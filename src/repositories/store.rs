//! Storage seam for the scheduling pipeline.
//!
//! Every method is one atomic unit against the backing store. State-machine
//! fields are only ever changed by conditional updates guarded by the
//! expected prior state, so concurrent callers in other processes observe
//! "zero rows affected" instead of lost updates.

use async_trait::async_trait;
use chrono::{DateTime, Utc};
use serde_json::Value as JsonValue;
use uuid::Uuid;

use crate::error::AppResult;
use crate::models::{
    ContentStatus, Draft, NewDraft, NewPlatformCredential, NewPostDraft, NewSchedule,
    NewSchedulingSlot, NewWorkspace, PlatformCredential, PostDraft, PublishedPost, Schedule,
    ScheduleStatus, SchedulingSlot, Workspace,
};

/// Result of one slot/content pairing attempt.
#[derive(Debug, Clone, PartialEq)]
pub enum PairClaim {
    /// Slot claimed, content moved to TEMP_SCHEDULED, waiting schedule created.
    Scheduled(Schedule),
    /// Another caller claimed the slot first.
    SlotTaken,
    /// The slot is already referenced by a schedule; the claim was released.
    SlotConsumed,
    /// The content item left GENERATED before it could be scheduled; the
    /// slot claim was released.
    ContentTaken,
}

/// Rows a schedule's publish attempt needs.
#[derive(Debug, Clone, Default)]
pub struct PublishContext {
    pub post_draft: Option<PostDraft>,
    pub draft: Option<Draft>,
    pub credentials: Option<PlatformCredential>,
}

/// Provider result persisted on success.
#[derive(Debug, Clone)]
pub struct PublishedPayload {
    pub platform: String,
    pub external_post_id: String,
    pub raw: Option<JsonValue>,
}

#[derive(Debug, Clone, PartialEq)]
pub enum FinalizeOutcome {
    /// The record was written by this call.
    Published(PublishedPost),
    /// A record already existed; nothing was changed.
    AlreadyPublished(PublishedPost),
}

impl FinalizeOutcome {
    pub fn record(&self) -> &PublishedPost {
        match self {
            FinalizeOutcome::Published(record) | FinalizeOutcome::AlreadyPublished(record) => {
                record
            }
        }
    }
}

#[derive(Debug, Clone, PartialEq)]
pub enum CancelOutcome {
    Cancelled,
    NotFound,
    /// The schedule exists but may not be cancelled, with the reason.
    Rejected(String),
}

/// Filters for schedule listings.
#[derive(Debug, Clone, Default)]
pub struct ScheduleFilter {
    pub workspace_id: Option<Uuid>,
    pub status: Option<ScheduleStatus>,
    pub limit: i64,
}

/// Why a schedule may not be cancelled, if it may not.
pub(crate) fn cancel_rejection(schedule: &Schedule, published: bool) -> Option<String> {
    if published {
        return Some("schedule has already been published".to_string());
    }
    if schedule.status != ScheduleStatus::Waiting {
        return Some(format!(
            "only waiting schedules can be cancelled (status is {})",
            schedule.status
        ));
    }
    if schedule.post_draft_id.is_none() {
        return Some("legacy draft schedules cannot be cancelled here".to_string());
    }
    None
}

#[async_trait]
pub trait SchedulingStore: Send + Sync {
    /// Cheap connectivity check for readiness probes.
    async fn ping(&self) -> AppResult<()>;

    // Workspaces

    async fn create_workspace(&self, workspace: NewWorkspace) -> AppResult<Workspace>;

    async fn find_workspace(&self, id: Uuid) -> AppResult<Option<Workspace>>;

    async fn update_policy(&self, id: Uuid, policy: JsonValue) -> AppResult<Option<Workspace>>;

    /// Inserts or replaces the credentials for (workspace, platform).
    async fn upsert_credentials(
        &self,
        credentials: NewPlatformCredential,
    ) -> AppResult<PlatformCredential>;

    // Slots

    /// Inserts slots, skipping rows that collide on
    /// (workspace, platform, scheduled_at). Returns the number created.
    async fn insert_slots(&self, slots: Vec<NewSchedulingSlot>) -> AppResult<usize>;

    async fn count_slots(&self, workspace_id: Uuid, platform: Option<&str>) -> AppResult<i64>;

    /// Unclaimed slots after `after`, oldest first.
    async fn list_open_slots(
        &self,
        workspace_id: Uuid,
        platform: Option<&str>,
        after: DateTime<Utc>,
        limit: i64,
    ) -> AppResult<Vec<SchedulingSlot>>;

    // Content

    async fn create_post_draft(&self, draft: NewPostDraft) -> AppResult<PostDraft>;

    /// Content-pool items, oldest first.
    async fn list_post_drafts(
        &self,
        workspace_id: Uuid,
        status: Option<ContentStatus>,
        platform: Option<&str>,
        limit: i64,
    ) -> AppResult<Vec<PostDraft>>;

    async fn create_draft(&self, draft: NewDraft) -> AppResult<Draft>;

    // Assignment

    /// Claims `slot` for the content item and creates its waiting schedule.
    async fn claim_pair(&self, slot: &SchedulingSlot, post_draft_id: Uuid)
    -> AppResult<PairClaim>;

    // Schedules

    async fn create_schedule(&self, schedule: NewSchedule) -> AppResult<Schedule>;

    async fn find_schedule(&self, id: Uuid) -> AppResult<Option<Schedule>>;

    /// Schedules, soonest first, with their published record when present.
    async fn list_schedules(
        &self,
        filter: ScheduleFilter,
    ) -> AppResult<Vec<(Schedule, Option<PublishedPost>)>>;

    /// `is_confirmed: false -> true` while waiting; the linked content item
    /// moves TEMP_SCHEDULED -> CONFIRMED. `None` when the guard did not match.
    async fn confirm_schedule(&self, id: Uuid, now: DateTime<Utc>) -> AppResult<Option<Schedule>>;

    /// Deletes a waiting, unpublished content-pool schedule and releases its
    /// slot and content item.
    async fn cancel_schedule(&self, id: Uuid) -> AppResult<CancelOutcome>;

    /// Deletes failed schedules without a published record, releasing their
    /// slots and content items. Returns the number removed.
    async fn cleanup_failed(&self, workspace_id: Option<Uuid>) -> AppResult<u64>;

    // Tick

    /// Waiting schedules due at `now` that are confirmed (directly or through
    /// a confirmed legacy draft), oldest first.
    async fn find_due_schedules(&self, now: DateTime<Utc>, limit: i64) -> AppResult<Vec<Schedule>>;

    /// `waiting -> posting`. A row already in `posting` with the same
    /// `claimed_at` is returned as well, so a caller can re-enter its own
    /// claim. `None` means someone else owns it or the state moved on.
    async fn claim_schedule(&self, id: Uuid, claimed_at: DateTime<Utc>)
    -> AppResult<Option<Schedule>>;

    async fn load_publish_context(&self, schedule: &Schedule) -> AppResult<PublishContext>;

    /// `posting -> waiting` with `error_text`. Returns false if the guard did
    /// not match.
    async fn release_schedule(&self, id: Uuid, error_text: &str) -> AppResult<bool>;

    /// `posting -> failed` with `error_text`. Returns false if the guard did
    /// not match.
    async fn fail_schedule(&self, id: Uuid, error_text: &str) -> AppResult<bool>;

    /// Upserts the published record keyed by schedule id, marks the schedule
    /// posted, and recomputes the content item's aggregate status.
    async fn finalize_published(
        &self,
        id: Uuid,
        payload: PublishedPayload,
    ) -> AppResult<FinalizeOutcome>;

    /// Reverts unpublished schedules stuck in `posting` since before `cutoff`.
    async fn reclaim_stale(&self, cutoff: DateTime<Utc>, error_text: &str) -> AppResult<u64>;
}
◇ ◇ ◇ ◇
PROBLEM:
All the records, as written, must be given again.

ANSWER FOR THE TASK:
filename src/repositories/store.rs
//! Storage seam for the scheduling pipeline.
//!
//! Every method is one atomic unit against the backing store. State-machine
//! fields are only ever changed by conditional updates guarded by the
//! expected prior state, so concurrent callers in other processes observe
//! "zero rows affected" instead of lost updates.

use async_trait::async_trait;
use chrono::{DateTime, Utc};
use serde_json::Value as JsonValue;
use uuid::Uuid;

use crate::error::AppResult;
use crate::models::{
    ContentStatus, Draft, NewDraft, NewPlatformCredential, NewPostDraft, NewSchedule,
    NewSchedulingSlot, NewWorkspace, PlatformCredential, PostDraft, PublishedPost, Schedule,
    ScheduleStatus, SchedulingSlot, Workspace,
};

/// Result of one slot/content pairing attempt.
#[derive(Debug, Clone, PartialEq)]
pub enum PairClaim {
    /// Slot claimed, content moved to TEMP_SCHEDULED, waiting schedule created.
    Scheduled(Schedule),
    /// Another caller claimed the slot first.
    SlotTaken,
    /// The slot is already referenced by a schedule; the claim was released.
    SlotConsumed,
    /// The content item left GENERATED before it could be scheduled; the
    /// slot claim was released.
    ContentTaken,
}

/// Rows a schedule's publish attempt needs.
#[derive(Debug, Clone, Default)]
pub struct PublishContext {
    pub post_draft: Option<PostDraft>,
    pub draft: Option<Draft>,
    pub credentials: Option<PlatformCredential>,
}

/// Provider result persisted on success.
#[derive(Debug, Clone)]
pub struct PublishedPayload {
    pub platform: String,
    pub external_post_id: String,
    pub raw: Option<JsonValue>,
}

#[derive(Debug, Clone, PartialEq)]
pub enum FinalizeOutcome {
    /// The record was written by this call.
    Published(PublishedPost),
    /// A record already existed; nothing was changed.
    AlreadyPublished(PublishedPost),
}

impl FinalizeOutcome {
    pub fn record(&self) -> &PublishedPost {
        match self {
            FinalizeOutcome::Published(record) | FinalizeOutcome::AlreadyPublished(record) => {
                record
            }
        }
    }
}

#[derive(Debug, Clone, PartialEq)]
pub enum CancelOutcome {
    Cancelled,
    NotFound,
    /// The schedule exists but may not be cancelled, with the reason.
    Rejected(String),
}

/// Filters for schedule listings.
#[derive(Debug, Clone, Default)]
pub struct ScheduleFilter {
    pub workspace_id: Option<Uuid>,
    pub status: Option<ScheduleStatus>,
    pub limit: i64,
}

/// Why a schedule may not be cancelled, if it may not.
pub(crate) fn cancel_rejection(schedule: &Schedule, published: bool) -> Option<String> {
    if published {
        return Some("schedule has already been published".to_string());
    }
    if schedule.status != ScheduleStatus::Waiting {
        return Some(format!(
            "only waiting schedules can be cancelled (status is {})",
            schedule.status
        ));
    }
    if schedule.post_draft_id.is_none() {
        return Some("legacy draft schedules cannot be cancelled here".to_string());
    }
    None
}

#[async_trait]
pub trait SchedulingStore: Send + Sync {
    /// Cheap connectivity check for readiness probes.
    async fn ping(&self) -> AppResult<()>;

    // Workspaces

    async fn create_workspace(&self, workspace: NewWorkspace) -> AppResult<Workspace>;

    async fn find_workspace(&self, id: Uuid) -> AppResult<Option<Workspace>>;

    async fn update_policy(&self, id: Uuid, policy: JsonValue) -> AppResult<Option<Workspace>>;

    /// Inserts or replaces the credentials for (workspace, platform).
    async fn upsert_credentials(
        &self,
        credentials: NewPlatformCredential,
    ) -> AppResult<PlatformCredential>;

    // Slots

    /// Inserts slots, skipping rows that collide on
    /// (workspace, platform, scheduled_at). Returns the number created.
    async fn insert_slots(&self, slots: Vec<NewSchedulingSlot>) -> AppResult<usize>;

    async fn count_slots(&self, workspace_id: Uuid, platform: Option<&str>) -> AppResult<i64>;

    /// Unclaimed slots after `after`, oldest first.
    async fn list_open_slots(
        &self,
        workspace_id: Uuid,
        platform: Option<&str>,
        after: DateTime<Utc>,
        limit: i64,
    ) -> AppResult<Vec<SchedulingSlot>>;

    // Content

    async fn create_post_draft(&self, draft: NewPostDraft) -> AppResult<PostDraft>;

    /// Content-pool items, oldest first.
    async fn list_post_drafts(
        &self,
        workspace_id: Uuid,
        status: Option<ContentStatus>,
        platform: Option<&str>,
        limit: i64,
    ) -> AppResult<Vec<PostDraft>>;

    async fn create_draft(&self, draft: NewDraft) -> AppResult<Draft>;

    // Assignment

    /// Claims `slot` for the content item and creates its waiting schedule.
    async fn claim_pair(&self, slot: &SchedulingSlot, post_draft_id: Uuid)
    -> AppResult<PairClaim>;

    // Schedules

    async fn create_schedule(&self, schedule: NewSchedule) -> AppResult<Schedule>;

    async fn find_schedule(&self, id: Uuid) -> AppResult<Option<Schedule>>;

    /// Schedules, soonest first, with their published record when present.
    async fn list_schedules(
        &self,
        filter: ScheduleFilter,
    ) -> AppResult<Vec<(Schedule, Option<PublishedPost>)>>;

    /// `is_confirmed: false -> true` while waiting; the linked content item
    /// moves TEMP_SCHEDULED -> CONFIRMED. `None` when the guard did not match.
    async fn confirm_schedule(&self, id: Uuid, now: DateTime<Utc>) -> AppResult<Option<Schedule>>;

    /// Deletes a waiting, unpublished content-pool schedule and releases its
    /// slot and content item.
    async fn cancel_schedule(&self, id: Uuid) -> AppResult<CancelOutcome>;

    /// Deletes failed schedules without a published record, releasing their
    /// slots and content items. Returns the number removed.
    async fn cleanup_failed(&self, workspace_id: Option<Uuid>) -> AppResult<u64>;

    // Tick

    /// Waiting schedules due at `now` that are confirmed (directly or through
    /// a confirmed legacy draft), oldest first.
    async fn find_due_schedules(&self, now: DateTime<Utc>, limit: i64) -> AppResult<Vec<Schedule>>;

    /// `waiting -> posting`. A row already in `posting` with the same
    /// `claimed_at` is returned as well, so a caller can re-enter its own
    /// claim. `None` means someone else owns it or the state moved on.
    async fn claim_schedule(&self, id: Uuid, claimed_at: DateTime<Utc>)
    -> AppResult<Option<Schedule>>;

    async fn load_publish_context(&self, schedule: &Schedule) -> AppResult<PublishContext>;

    /// `posting -> waiting` with `error_text`. Returns false if the guard did
    /// not match.
    async fn release_schedule(&self, id: Uuid, error_text: &str) -> AppResult<bool>;

    /// `posting -> failed` with `error_text`. Returns false if the guard did
    /// not match.
    async fn fail_schedule(&self, id: Uuid, error_text: &str) -> AppResult<bool>;

    /// Upserts the published record keyed by schedule id, marks the schedule
    /// posted, and recomputes the content item's aggregate status.
    async fn finalize_published(
        &self,
        id: Uuid,
        payload: PublishedPayload,
    ) -> AppResult<FinalizeOutcome>;

    /// Reverts unpublished schedules stuck in `posting` since before `cutoff`.
    async fn reclaim_stale(&self, cutoff: DateTime<Utc>, error_text: &str) -> AppResult<u64>;
}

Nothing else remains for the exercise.